### Work instruction
Please reproduce all of the lines below, word for word and in full.

###

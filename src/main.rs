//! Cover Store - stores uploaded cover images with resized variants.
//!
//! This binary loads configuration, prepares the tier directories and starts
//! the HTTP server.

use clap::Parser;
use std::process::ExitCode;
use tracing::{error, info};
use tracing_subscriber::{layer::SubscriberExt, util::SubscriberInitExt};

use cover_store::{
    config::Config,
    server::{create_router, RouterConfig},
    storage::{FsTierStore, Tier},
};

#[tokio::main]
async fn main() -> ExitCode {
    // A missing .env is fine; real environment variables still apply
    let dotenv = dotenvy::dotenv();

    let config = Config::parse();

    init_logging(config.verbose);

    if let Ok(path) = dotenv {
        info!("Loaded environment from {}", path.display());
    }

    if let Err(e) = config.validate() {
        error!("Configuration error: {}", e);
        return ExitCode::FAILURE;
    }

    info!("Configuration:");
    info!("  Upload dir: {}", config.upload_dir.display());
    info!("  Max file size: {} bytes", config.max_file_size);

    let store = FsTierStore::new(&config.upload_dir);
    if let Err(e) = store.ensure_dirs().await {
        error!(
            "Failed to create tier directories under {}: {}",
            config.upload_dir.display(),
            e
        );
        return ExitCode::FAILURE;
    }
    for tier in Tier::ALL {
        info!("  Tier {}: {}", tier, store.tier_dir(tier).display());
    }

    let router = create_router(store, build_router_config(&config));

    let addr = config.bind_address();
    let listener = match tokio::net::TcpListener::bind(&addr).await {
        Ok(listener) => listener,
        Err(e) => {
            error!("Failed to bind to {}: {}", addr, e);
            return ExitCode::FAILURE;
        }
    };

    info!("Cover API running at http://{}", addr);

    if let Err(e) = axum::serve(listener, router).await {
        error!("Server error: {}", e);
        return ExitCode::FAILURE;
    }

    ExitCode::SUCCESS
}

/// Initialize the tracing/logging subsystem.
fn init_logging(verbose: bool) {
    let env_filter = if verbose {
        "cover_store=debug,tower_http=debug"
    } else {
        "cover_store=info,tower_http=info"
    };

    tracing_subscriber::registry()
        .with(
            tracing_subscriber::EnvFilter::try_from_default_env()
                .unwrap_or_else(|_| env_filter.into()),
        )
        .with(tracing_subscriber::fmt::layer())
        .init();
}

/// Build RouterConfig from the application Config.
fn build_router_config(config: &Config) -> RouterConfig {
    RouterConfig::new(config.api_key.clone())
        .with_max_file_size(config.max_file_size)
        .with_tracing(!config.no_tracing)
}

###

### Solution to this task
filename src/main.rs
//! Cover Store - stores uploaded cover images with resized variants.
//!
//! This binary loads configuration, prepares the tier directories and starts
//! the HTTP server.

use clap::Parser;
use std::process::ExitCode;
use tracing::{error, info};
use tracing_subscriber::{layer::SubscriberExt, util::SubscriberInitExt};

use cover_store::{
    config::Config,
    server::{create_router, RouterConfig},
    storage::{FsTierStore, Tier},
};

#[tokio::main]
async fn main() -> ExitCode {
    // A missing .env is fine; real environment variables still apply
    let dotenv = dotenvy::dotenv();

    let config = Config::parse();

    init_logging(config.verbose);

    if let Ok(path) = dotenv {
        info!("Loaded environment from {}", path.display());
    }

    if let Err(e) = config.validate() {
        error!("Configuration error: {}", e);
        return ExitCode::FAILURE;
    }

    info!("Configuration:");
    info!("  Upload dir: {}", config.upload_dir.display());
    info!("  Max file size: {} bytes", config.max_file_size);

    let store = FsTierStore::new(&config.upload_dir);
    if let Err(e) = store.ensure_dirs().await {
        error!(
            "Failed to create tier directories under {}: {}",
            config.upload_dir.display(),
            e
        );
        return ExitCode::FAILURE;
    }
    for tier in Tier::ALL {
        info!("  Tier {}: {}", tier, store.tier_dir(tier).display());
    }

    let router = create_router(store, build_router_config(&config));

    let addr = config.bind_address();
    let listener = match tokio::net::TcpListener::bind(&addr).await {
        Ok(listener) => listener,
        Err(e) => {
            error!("Failed to bind to {}: {}", addr, e);
            return ExitCode::FAILURE;
        }
    };

    info!("Cover API running at http://{}", addr);

    if let Err(e) = axum::serve(listener, router).await {
        error!("Server error: {}", e);
        return ExitCode::FAILURE;
    }

    ExitCode::SUCCESS
}

/// Initialize the tracing/logging subsystem.
fn init_logging(verbose: bool) {
    let env_filter = if verbose {
        "cover_store=debug,tower_http=debug"
    } else {
        "cover_store=info,tower_http=info"
    };

    tracing_subscriber::registry()
        .with(
            tracing_subscriber::EnvFilter::try_from_default_env()
                .unwrap_or_else(|_| env_filter.into()),
        )
        .with(tracing_subscriber::fmt::layer())
        .init();
}

/// Build RouterConfig from the application Config.
fn build_router_config(config: &Config) -> RouterConfig {
    RouterConfig::new(config.api_key.clone())
        .with_max_file_size(config.max_file_size)
        .with_tracing(!config.no_tracing)
}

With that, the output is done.